A power of attorney for real estate transactions is a simple legal document that gives another person the authority to buy or sell real estate or conduct other real estate business for an individual. This document will be necessary if the principal is out of town or otherwise unavailable, unable to look after her own real estate for a period, or lives far away from the owned property--requiring someone else to manage it
Rights allowed to agents on a real estate power of attorney include: the right to execute, receive; and acknowledge all documents, instruments, warranties, quit claims and deeds necessary to complete conveyance of the property. Contracts, releases, checks, mortgages, statements and warranties all fall under this umbrella.
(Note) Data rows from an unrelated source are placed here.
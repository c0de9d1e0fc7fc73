//! Request input validation.
//!
//! Route contracts attach an [`InputSchema`] to each of params, body and
//! query. Two implementations are provided: the declarative [`Schema`] and
//! [`TypedSchema`], which reuses a `serde` + `validator` struct.
//!
//! # Example
//!
//! ```rust
//! use ledgergate::validation::{Field, InputSchema, Schema};
//! use serde_json::json;
//!
//! let schema = Schema::object()
//!     .field("limit", Field::integer().min(1).max(100).default(20));
//!
//! let errors = schema.validate(json!({"limit": 0})).unwrap_err();
//! assert_eq!(errors[0].to_string(), "limit: must be at least 1");
//! ```

mod error;
mod schema;
mod typed;
mod validators;

pub use error::{FieldError, InputSource, describe, field_errors_from};
pub use schema::{Field, Schema, StringCheck};
pub use typed::TypedSchema;
pub use validators::{validate_currency_code, validate_hex_color, validate_not_blank, validate_uuid};
pub use validator;

use serde_json::Value;

/// Validates and normalizes one piece of request input.
///
/// Implementations must be pure: the same raw value always yields the same
/// outcome. Every violation of the schema is reported, not just the first.
pub trait InputSchema: Send + Sync {
    /// Validates a JSON value, such as a request body.
    fn validate(&self, raw: Value) -> Result<Value, Vec<FieldError>>;

    /// Validates input read from `source`. Params and query values arrive
    /// as strings, so implementations may read scalars from text there.
    fn validate_from(&self, _source: InputSource, raw: Value) -> Result<Value, Vec<FieldError>> {
        self.validate(raw)
    }
}
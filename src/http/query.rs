//! Query parameter types shared by list routes.

use crate::validation::{Field, Schema};
use serde::{Deserialize, Serialize};

pub const DEFAULT_LIMIT: u32 = 20;
pub const MAX_LIMIT: u32 = 100;

/// `limit`/`offset` pagination, as produced by [`PaginationQuery::schema`].
#[derive(Debug, Clone, Copy, PartialEq, Eq, Serialize, Deserialize)]
pub struct PaginationQuery {
    #[serde(default = "default_limit")]
    pub limit: u32,
    #[serde(default)]
    pub offset: u32,
}

fn default_limit() -> u32 {
    DEFAULT_LIMIT
}

impl Default for PaginationQuery {
    fn default() -> Self {
        Self {
            limit: DEFAULT_LIMIT,
            offset: 0,
        }
    }
}

impl PaginationQuery {
    /// Query schema: `limit` in 1..=100 (default 20), `offset` >= 0 (default 0).
    pub fn schema() -> Schema {
        Schema::object()
            .field(
                "limit",
                Field::integer().min(1).max(MAX_LIMIT).default(DEFAULT_LIMIT),
            )
            .field("offset", Field::integer().min(0).default(0))
    }
}

#[cfg(test)]
mod tests {
    use super::*;
    use crate::validation::{InputSchema, InputSource};
    use serde_json::json;

    #[test]
    fn test_defaults_apply() {
        let value = PaginationQuery::schema().validate(json!({})).unwrap();
        let page: PaginationQuery = serde_json::from_value(value).unwrap();
        assert_eq!(page, PaginationQuery::default());
    }

    #[test]
    fn test_query_strings_are_coerced() {
        let value = PaginationQuery::schema()
            .validate_from(InputSource::Query, json!({"limit": "50", "offset": "10"}))
            .unwrap();
        let page: PaginationQuery = serde_json::from_value(value).unwrap();
        assert_eq!(page.limit, 50);
        assert_eq!(page.offset, 10);
    }

    #[test]
    fn test_limit_out_of_range() {
        let errors = PaginationQuery::schema()
            .validate_from(InputSource::Query, json!({"limit": "500"}))
            .unwrap_err();
        assert_eq!(errors[0].field, "limit");

        let errors = PaginationQuery::schema()
            .validate(json!({"limit": 0, "offset": -1}))
            .unwrap_err();
        assert_eq!(errors.len(), 2);
    }
}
The principal can also grant the agent the power to pay, receive, release or accept any funds in relation to the real estate transaction. The agent may also be allowed to insure the property.
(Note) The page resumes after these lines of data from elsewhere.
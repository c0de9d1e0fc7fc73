//! In-memory organization and membership store.
//!
//! Used by the test fixtures and for running the API locally without a
//! database.

use super::storage::{MembershipStore, OrganizationStore};
use super::types::{Membership, OrgRole, Organization};
use crate::error::{GateError, Result};
use async_trait::async_trait;
use std::collections::HashMap;
use std::sync::atomic::{AtomicBool, Ordering};
use std::sync::{Arc, PoisonError, RwLock};
use uuid::Uuid;

#[derive(Default)]
struct Inner {
    orgs: RwLock<HashMap<Uuid, Organization>>,
    memberships: RwLock<HashMap<(Uuid, String), Membership>>,
    unavailable: AtomicBool,
}

/// In-memory store implementing both organization storage traits.
///
/// Cloning shares the same underlying data.
#[derive(Clone, Default)]
pub struct InMemoryOrgStore {
    inner: Arc<Inner>,
}

impl InMemoryOrgStore {
    #[must_use]
    pub fn new() -> Self {
        Self::default()
    }

    pub fn insert_org(&self, org: Organization) {
        self.inner
            .orgs
            .write()
            .unwrap_or_else(PoisonError::into_inner)
            .insert(org.id, org);
    }

    /// Inserts or replaces the membership for its `(organization, user)` pair.
    pub fn insert_membership(&self, membership: Membership) {
        let key = (membership.organization_id, membership.user_id.clone());
        self.inner
            .memberships
            .write()
            .unwrap_or_else(PoisonError::into_inner)
            .insert(key, membership);
    }

    pub fn add_member(&self, org_id: Uuid, user_id: impl Into<String>, role: OrgRole) {
        self.insert_membership(Membership::new(org_id, user_id, role));
    }

    pub fn remove_membership(&self, org_id: Uuid, user_id: &str) {
        self.inner
            .memberships
            .write()
            .unwrap_or_else(PoisonError::into_inner)
            .remove(&(org_id, user_id.to_string()));
    }

    /// Makes every lookup fail, to exercise outage handling.
    pub fn set_unavailable(&self, unavailable: bool) {
        self.inner.unavailable.store(unavailable, Ordering::SeqCst);
    }

    fn check_available(&self) -> Result<()> {
        if self.inner.unavailable.load(Ordering::SeqCst) {
            Err(GateError::internal("organization store unavailable"))
        } else {
            Ok(())
        }
    }
}

#[async_trait]
impl OrganizationStore for InMemoryOrgStore {
    async fn find_organization(&self, id: Uuid) -> Result<Option<Organization>> {
        self.check_available()?;
        Ok(self
            .inner
            .orgs
            .read()
            .unwrap_or_else(PoisonError::into_inner)
            .get(&id)
            .cloned())
    }
}

#[async_trait]
impl MembershipStore for InMemoryOrgStore {
    async fn find_membership(&self, org_id: Uuid, user_id: &str) -> Result<Option<Membership>> {
        self.check_available()?;
        Ok(self
            .inner
            .memberships
            .read()
            .unwrap_or_else(PoisonError::into_inner)
            .get(&(org_id, user_id.to_string()))
            .cloned())
    }

    async fn list_members(&self, org_id: Uuid) -> Result<Vec<Membership>> {
        self.check_available()?;
        let mut members: Vec<Membership> = self
            .inner
            .memberships
            .read()
            .unwrap_or_else(PoisonError::into_inner)
            .values()
            .filter(|m| m.organization_id == org_id)
            .cloned()
            .collect();
        members.sort_by(|a, b| {
            b.role
                .hierarchy_level()
                .cmp(&a.role.hierarchy_level())
                .then_with(|| a.user_id.cmp(&b.user_id))
        });
        Ok(members)
    }
}
use axum::http::{HeaderValue, Request};
use tower_http::request_id::{MakeRequestId, RequestId};
use uuid::Uuid;

/// Generates a UUID v4 `x-request-id` for requests that arrive without one.
#[derive(Clone, Copy, Default)]
pub struct MakeRequestUuid;

impl MakeRequestId for MakeRequestUuid {
    fn make_request_id<B>(&mut self, _request: &Request<B>) -> Option<RequestId> {
        HeaderValue::from_str(&Uuid::new_v4().to_string())
            .ok()
            .map(RequestId::new)
    }
}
This type of power of attorney may be limited in duration by setting forth beginning and end dates on the form. Alternatively, it can be an open-ended document allowing the agent to act on the principal's behalf until further notice. Once signed, the power of attorney goes into effect immediately unless the document specifies otherwise It remains effective until it is revoked by the principal or ends according to a specified date on the document. A real estate power of attorney can be "durable," which is not affected by the subsequent disability or incapacity of the principal, or "non-durable," which ceases to be effective if the principal is disabled or incompetent.
Register And Notarize
The power of attorney for real estate must be registered with the county clerk's office. This will make the document public record. Upon filing the power of attorney, certified copies are available for a small fee. To change or revoke a power of attorney, a new document is submitted to the county. Any power of attorney for real estate must be notarized because it will be recorded with the transfer documents.
Because the principal has given power to another individual to make binding legal and financial decisions, it is imperative that the agent selected be trustworthy. The principal must be absolutely confident that the agent will act in the best interests of the principal, keeping accurate records and avoiding pitfalls. It may be wise to impose certain limitations on the paperwork to protect the principal from undo financial harm.